Figure 7.3. Encryption and decryption
The basic concept of encryption is shown in Figure 7.3. The data that is to be kept secret, X, is input to an encryption process which performs a mathematical transformation and creates an encrypted set of data, Y. The encrypted set of data will have the same number of bits as the original data. It appears to be a random collection of bits, but the process can be reversed, using a reverse process which regenerates the original data, X. These two processes, encryption and decryption, can be implemented as computer programs, in software or using special purpose hardware.
The commonly used methods of encryption are controlled by a pair of numbers, known as keys. One key is used for encryption, the other for decryption. The methods of encryption vary in the choice of processes and in the way the keys are selected. The mathematical form of the processes are not secret. The security lies in the keys. A key is a string of bits, typically from 40 to 120 bits or more. Long keys are intrinsically much more secure than short keys, since any attempt to violate security by guessing keys is twice as difficult for every bit added to the key length.

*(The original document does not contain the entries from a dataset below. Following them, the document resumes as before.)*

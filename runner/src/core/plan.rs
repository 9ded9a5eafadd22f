//! Turn an effective configuration tree into the ordered steps of a run.
//!
//! Building the plan is where the loosely typed tree is validated. Once a
//! plan exists, running it is pure sequencing: nothing in it can fail
//! validation later.

use std::fmt;

use super::command::build_command;
use super::inspection::{Inspection, InspectionKind};
use super::value::{ConfigTree, Section, ValidationError};

/// Installs project dependencies before anything else runs.
pub const DEPENDENCY_INSTALL_COMMAND: &str = "composer update";

/// Pipeline phase a step belongs to.
#[derive(Debug, Clone, Copy, PartialEq, Eq)]
pub enum Phase {
    InstallDependencies,
    InspectionHook,
    Inspection(InspectionKind),
    CleanupHook,
}

impl fmt::Display for Phase {
    fn fmt(&self, f: &mut fmt::Formatter<'_>) -> fmt::Result {
        match self {
            Phase::InstallDependencies => f.write_str("install"),
            Phase::InspectionHook => f.write_str("hook:inspections"),
            Phase::Inspection(kind) => write!(f, "inspection:{kind}"),
            Phase::CleanupHook => f.write_str("hook:cleanup"),
        }
    }
}

/// One shell line to execute.
#[derive(Debug, Clone, PartialEq, Eq)]
pub struct PlannedStep {
    pub phase: Phase,
    pub command: String,
    /// Report files the step is expected to write. Empty for hooks and install.
    pub reports: Vec<String>,
}

impl PlannedStep {
    fn shell(phase: Phase, command: impl Into<String>) -> Self {
        Self {
            phase,
            command: command.into(),
            reports: Vec::new(),
        }
    }
}

/// Hook commands from `hooks.*`.
#[derive(Debug, Clone, Default, PartialEq, Eq)]
pub struct Hooks {
    pub inspections: Vec<String>,
    pub cleanup: Vec<String>,
}

impl Hooks {
    pub fn from_config(tree: &ConfigTree) -> Result<Self, ValidationError> {
        let (prefix, hooks) = Section::new("", tree).section("hooks")?;
        let section = Section::new(&prefix, hooks);
        Ok(Self {
            inspections: section.list("inspections")?.to_vec(),
            cleanup: section.list("cleanup")?.to_vec(),
        })
    }
}

/// Validated, ordered view of an effective configuration.
#[derive(Debug, Clone, PartialEq, Eq)]
pub struct Plan {
    pub hooks: Hooks,
    /// Enabled inspections in [`InspectionKind::ALL`] order.
    pub inspections: Vec<Inspection>,
    /// Keys under `inspections` that are not a known kind.
    pub ignored_inspections: Vec<String>,
}

impl Plan {
    pub fn from_config(tree: &ConfigTree) -> Result<Self, ValidationError> {
        let hooks = Hooks::from_config(tree)?;
        let (_, section) = Section::new("", tree).section("inspections")?;

        let mut inspections = Vec::new();
        for kind in InspectionKind::ALL {
            if let Some(inspection) = Inspection::from_config(kind, section)? {
                inspections.push(inspection);
            }
        }

        let ignored_inspections = section
            .keys()
            .filter(|key| InspectionKind::from_key(key).is_none())
            .map(str::to_string)
            .collect();

        Ok(Self {
            hooks,
            inspections,
            ignored_inspections,
        })
    }

    /// Every step of a run, in execution order.
    pub fn steps(&self) -> Vec<PlannedStep> {
        let mut steps = vec![PlannedStep::shell(
            Phase::InstallDependencies,
            DEPENDENCY_INSTALL_COMMAND,
        )];
        steps.extend(
            self.hooks
                .inspections
                .iter()
                .map(|hook| PlannedStep::shell(Phase::InspectionHook, hook.as_str())),
        );
        steps.extend(self.inspections.iter().map(|inspection| PlannedStep {
            phase: Phase::Inspection(inspection.kind()),
            command: build_command(inspection).render(),
            reports: inspection
                .report_paths()
                .into_iter()
                .map(str::to_string)
                .collect(),
        }));
        steps.extend(
            self.hooks
                .cleanup
                .iter()
                .map(|hook| PlannedStep::shell(Phase::CleanupHook, hook.as_str())),
        );
        steps
    }
}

Historically, the use of encryption has been restricted by computer power. The methods all require considerable computation to scramble and unscramble data. Early implementations of DES, the method described in Panel 7.4, required special hardware to be added to every computer. With today's fast computers, this is much less of a problem, but the time to encrypt and decrypt large amounts of data is still noticeable. The methods are excellent for encrypting short message, such as passwords, or occasional highly confidential messages, but the methods are less suitable for large amounts of data where response times are important.
Private key encryption
Private key encryption is a family of methods in which the key used to encrypt the data and the key used to decrypt the data are the same, and must be kept secret.
Private key encryption is also known as single key or secret key encryption. Panel 7.4 describes DES, one of the most commonly used methods.